A single number is the answer: the count of lines in the records that hold the word "tracing".

Collected data:
━━━
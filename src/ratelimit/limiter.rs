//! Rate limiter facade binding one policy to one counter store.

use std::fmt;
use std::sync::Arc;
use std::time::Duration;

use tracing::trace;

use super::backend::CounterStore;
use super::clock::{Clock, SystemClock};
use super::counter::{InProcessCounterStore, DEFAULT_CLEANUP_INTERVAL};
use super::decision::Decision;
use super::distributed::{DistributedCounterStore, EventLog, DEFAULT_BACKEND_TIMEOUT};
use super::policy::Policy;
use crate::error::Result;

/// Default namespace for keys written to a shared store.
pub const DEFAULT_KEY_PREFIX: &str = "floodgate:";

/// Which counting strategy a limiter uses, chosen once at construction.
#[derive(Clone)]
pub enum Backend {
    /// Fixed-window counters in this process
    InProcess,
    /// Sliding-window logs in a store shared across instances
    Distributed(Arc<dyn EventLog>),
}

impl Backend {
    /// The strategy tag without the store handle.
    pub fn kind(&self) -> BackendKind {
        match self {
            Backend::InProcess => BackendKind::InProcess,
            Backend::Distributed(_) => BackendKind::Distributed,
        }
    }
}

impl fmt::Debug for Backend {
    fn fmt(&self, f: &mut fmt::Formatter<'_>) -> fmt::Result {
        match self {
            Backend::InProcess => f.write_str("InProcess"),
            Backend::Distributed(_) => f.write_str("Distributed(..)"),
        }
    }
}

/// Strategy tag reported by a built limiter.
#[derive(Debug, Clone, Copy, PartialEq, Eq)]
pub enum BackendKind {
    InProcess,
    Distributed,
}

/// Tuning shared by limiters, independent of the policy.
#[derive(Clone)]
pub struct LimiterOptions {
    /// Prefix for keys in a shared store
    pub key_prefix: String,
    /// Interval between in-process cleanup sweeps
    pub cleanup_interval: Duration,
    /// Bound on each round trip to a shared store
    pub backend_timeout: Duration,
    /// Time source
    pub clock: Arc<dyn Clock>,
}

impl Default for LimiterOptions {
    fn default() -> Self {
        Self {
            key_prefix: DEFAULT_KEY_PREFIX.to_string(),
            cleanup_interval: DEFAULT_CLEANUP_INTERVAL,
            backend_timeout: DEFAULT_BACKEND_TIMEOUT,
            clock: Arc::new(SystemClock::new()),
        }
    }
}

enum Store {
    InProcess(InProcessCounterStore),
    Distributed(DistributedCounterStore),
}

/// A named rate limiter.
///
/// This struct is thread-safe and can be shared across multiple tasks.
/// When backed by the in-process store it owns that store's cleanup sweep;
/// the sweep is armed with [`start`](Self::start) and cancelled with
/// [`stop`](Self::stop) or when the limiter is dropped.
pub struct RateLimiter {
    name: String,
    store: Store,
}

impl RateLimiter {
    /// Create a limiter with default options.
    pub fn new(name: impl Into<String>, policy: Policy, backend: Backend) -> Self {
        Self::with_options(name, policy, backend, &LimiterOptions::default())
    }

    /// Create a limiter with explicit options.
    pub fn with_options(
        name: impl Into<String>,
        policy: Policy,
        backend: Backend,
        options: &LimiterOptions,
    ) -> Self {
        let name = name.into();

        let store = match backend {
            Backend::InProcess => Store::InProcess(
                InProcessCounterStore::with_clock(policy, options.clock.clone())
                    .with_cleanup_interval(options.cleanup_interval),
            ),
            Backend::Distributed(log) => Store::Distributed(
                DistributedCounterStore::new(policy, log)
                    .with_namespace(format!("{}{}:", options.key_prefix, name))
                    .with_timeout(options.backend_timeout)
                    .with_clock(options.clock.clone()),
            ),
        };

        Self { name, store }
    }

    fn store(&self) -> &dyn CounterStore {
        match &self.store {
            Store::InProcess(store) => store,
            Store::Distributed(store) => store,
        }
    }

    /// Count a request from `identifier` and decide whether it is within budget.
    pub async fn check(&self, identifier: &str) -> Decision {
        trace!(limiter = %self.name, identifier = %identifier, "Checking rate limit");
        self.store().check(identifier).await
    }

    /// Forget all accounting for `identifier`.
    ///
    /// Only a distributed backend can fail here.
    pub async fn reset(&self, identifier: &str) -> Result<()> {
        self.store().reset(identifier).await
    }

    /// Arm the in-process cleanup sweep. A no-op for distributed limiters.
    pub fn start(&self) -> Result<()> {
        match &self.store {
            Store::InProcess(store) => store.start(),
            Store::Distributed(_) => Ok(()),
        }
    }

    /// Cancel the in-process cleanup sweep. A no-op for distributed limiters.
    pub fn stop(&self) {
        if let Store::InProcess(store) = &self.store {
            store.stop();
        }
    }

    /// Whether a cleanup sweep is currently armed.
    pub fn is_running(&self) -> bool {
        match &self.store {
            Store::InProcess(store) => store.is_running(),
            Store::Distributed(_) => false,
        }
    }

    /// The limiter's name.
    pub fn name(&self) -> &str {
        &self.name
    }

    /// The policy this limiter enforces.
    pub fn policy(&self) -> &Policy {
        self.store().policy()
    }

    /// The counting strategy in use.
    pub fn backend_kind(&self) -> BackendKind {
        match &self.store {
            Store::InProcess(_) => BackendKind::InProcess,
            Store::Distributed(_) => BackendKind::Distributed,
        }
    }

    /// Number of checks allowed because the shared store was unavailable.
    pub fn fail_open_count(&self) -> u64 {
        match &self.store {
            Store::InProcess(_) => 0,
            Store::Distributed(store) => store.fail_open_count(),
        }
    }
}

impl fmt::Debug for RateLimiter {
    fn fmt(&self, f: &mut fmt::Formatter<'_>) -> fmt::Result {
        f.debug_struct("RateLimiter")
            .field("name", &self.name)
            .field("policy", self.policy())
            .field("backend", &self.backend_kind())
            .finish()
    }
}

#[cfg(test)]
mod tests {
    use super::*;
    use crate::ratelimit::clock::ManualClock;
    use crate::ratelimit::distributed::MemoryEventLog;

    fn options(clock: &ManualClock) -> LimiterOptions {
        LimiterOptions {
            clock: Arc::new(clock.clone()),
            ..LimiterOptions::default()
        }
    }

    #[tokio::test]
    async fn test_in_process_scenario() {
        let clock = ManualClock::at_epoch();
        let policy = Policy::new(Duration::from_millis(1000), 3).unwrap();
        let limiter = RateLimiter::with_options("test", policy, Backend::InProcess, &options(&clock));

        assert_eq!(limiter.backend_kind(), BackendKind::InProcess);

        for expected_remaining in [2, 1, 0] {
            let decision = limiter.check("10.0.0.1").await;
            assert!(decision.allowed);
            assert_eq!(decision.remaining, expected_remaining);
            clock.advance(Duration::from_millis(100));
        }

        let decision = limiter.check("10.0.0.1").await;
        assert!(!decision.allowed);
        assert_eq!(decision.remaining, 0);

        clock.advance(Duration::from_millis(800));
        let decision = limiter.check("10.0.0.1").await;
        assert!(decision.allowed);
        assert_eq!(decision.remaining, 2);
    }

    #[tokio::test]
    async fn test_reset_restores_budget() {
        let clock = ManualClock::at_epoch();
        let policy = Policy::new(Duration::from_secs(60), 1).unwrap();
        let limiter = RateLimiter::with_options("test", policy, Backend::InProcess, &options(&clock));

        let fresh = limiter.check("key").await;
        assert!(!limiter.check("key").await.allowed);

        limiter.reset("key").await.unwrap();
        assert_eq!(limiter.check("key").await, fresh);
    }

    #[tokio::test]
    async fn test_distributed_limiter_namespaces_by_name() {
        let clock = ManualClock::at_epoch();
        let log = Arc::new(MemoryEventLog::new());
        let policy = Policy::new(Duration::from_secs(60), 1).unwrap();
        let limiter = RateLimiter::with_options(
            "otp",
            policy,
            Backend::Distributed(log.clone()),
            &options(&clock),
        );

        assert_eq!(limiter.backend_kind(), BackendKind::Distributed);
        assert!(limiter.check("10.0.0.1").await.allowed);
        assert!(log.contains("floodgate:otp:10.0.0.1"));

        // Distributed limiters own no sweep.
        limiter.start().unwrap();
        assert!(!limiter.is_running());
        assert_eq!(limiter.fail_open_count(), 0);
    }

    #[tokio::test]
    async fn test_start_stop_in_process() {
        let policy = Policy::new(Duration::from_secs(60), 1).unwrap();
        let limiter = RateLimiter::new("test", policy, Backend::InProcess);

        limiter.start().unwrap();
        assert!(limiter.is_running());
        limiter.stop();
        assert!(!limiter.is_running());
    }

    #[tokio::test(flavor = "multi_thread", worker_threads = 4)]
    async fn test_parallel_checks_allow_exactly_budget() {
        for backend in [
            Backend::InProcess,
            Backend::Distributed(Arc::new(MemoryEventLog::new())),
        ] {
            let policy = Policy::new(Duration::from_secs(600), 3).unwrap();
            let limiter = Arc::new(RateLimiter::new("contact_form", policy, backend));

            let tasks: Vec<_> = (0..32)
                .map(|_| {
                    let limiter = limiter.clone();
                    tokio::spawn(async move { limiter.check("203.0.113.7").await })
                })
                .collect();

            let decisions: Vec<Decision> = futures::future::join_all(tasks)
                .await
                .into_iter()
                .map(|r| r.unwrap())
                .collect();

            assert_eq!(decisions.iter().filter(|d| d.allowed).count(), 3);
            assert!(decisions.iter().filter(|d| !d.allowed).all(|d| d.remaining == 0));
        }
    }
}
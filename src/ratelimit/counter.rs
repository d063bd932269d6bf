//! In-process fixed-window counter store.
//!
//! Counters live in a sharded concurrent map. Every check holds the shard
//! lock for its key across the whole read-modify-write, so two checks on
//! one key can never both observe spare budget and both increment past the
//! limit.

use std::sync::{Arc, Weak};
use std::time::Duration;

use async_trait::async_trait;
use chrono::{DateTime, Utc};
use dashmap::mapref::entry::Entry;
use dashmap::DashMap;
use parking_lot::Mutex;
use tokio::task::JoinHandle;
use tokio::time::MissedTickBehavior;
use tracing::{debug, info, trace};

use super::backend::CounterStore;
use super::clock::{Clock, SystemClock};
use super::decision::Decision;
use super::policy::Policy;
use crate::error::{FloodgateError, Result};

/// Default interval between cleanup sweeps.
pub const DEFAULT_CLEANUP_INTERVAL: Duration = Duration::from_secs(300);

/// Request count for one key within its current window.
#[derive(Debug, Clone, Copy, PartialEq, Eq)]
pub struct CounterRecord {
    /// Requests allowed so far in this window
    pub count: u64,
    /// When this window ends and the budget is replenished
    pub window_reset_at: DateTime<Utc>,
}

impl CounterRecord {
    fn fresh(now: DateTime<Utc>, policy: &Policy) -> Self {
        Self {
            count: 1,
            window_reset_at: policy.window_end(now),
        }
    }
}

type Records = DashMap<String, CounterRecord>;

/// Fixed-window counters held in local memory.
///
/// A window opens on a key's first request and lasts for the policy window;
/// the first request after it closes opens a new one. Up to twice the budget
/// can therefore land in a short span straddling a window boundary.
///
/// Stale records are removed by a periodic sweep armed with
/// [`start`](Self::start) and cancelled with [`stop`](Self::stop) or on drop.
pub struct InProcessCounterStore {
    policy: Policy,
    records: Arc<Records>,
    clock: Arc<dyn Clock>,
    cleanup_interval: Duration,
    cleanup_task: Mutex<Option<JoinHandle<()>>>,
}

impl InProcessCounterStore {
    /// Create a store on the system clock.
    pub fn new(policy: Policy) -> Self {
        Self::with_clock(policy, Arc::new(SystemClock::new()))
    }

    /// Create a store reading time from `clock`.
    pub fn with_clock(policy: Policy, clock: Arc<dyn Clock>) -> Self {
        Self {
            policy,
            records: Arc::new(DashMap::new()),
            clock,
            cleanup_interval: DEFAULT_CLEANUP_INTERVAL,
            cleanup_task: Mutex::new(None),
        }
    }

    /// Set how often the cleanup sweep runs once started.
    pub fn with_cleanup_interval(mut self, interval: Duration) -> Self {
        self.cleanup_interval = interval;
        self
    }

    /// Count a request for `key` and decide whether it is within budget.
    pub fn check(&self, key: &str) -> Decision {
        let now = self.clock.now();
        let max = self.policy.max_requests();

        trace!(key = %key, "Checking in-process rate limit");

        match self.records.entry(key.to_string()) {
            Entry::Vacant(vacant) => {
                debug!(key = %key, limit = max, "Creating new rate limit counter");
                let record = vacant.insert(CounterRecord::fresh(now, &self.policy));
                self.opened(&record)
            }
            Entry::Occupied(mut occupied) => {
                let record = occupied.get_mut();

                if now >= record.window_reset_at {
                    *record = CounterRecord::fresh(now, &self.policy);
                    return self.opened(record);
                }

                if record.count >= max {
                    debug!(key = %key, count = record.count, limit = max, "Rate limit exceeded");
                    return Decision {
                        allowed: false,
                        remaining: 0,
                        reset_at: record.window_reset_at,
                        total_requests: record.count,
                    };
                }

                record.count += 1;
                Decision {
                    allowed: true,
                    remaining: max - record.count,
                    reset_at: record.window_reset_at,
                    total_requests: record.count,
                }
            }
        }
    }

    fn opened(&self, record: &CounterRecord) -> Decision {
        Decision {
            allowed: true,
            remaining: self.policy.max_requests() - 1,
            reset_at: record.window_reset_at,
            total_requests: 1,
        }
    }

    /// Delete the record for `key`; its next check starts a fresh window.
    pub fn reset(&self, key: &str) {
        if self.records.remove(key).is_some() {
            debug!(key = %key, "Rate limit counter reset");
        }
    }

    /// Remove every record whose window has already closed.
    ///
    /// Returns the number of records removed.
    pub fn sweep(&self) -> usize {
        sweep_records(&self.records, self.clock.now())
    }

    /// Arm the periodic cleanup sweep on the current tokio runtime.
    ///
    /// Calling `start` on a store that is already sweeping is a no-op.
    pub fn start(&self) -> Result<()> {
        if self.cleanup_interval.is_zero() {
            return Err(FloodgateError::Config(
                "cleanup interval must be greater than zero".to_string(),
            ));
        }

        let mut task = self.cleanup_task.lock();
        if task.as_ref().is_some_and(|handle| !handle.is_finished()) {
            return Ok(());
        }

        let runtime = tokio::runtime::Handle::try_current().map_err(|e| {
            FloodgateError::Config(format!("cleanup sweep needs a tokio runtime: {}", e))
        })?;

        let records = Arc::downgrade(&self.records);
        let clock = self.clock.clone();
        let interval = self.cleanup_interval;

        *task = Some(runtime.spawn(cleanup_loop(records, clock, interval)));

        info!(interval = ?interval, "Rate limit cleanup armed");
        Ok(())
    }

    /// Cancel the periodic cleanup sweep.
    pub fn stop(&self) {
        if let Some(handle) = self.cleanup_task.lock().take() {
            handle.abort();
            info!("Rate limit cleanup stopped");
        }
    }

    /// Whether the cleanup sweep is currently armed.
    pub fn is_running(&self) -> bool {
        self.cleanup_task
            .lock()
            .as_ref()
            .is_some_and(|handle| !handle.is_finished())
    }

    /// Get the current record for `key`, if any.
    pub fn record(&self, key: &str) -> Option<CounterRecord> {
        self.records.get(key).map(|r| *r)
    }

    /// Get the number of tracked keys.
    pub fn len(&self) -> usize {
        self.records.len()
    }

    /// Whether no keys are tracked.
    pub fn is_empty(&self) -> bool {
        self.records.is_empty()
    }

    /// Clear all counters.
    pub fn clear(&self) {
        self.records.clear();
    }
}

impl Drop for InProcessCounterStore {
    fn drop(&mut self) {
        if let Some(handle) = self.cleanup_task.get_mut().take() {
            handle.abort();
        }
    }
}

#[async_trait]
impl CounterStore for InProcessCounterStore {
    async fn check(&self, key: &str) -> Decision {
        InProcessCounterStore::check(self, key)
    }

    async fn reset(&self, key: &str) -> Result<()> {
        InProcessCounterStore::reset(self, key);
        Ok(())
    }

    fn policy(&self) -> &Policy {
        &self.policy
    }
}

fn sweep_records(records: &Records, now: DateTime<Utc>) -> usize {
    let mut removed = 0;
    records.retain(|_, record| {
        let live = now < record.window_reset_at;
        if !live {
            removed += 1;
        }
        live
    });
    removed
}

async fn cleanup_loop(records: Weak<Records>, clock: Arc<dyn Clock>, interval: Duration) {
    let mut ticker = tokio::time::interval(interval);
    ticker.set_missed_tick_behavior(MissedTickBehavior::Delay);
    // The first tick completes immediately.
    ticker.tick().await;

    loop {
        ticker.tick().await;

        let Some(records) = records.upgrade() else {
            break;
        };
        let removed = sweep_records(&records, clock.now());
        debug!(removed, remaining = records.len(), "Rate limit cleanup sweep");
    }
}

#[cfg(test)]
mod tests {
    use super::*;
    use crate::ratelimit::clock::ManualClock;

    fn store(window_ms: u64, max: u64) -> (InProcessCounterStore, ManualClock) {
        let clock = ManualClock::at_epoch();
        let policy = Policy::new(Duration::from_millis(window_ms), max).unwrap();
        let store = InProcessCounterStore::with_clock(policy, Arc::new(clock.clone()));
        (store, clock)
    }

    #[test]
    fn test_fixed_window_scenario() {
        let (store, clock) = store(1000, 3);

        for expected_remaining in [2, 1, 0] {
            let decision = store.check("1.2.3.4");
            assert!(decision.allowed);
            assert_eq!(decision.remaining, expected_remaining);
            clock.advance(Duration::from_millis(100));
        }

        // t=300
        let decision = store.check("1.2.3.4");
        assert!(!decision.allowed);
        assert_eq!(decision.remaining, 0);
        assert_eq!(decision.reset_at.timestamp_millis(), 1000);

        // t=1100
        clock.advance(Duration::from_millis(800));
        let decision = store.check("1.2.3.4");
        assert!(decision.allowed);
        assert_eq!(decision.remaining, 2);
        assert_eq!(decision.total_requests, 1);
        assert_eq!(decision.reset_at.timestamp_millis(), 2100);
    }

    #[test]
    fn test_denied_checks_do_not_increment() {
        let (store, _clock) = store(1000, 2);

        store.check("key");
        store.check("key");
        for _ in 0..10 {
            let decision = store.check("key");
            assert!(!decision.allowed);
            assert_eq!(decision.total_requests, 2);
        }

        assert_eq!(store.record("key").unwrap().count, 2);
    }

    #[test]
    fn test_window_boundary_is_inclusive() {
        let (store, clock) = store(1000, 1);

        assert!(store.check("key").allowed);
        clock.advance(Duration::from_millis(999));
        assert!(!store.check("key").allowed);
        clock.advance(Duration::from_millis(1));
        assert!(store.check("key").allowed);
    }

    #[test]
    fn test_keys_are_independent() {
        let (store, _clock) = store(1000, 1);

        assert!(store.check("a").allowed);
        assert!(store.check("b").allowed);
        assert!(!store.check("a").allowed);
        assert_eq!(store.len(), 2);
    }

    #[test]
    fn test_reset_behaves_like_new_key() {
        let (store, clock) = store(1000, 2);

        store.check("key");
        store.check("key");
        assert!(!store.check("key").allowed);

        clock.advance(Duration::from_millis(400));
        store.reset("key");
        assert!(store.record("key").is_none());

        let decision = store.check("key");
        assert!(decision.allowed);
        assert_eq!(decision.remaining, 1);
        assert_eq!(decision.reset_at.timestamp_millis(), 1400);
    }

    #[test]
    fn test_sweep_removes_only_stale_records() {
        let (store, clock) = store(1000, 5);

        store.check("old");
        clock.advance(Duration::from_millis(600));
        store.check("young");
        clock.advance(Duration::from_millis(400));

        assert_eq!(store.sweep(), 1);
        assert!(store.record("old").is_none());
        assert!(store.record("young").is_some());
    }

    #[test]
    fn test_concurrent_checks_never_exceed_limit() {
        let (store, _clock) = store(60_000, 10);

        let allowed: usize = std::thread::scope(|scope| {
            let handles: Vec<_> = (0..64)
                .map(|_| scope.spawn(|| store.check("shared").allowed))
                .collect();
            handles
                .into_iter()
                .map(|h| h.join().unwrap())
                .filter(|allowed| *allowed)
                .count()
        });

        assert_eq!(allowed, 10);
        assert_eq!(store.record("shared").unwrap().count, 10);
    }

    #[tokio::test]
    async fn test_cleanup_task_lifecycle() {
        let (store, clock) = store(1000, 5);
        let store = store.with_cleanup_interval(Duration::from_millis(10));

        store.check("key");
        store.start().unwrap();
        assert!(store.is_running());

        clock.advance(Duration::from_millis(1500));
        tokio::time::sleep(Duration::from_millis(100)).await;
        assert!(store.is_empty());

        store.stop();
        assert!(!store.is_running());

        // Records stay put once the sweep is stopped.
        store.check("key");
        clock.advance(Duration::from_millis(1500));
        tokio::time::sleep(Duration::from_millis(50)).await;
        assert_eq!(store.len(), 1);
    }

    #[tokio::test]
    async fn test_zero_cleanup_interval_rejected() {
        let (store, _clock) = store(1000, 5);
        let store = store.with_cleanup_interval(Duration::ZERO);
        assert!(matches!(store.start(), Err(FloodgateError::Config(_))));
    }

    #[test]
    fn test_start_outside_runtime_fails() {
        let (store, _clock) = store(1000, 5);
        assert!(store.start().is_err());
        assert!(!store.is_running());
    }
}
━━━
▶ **Expected output**: 2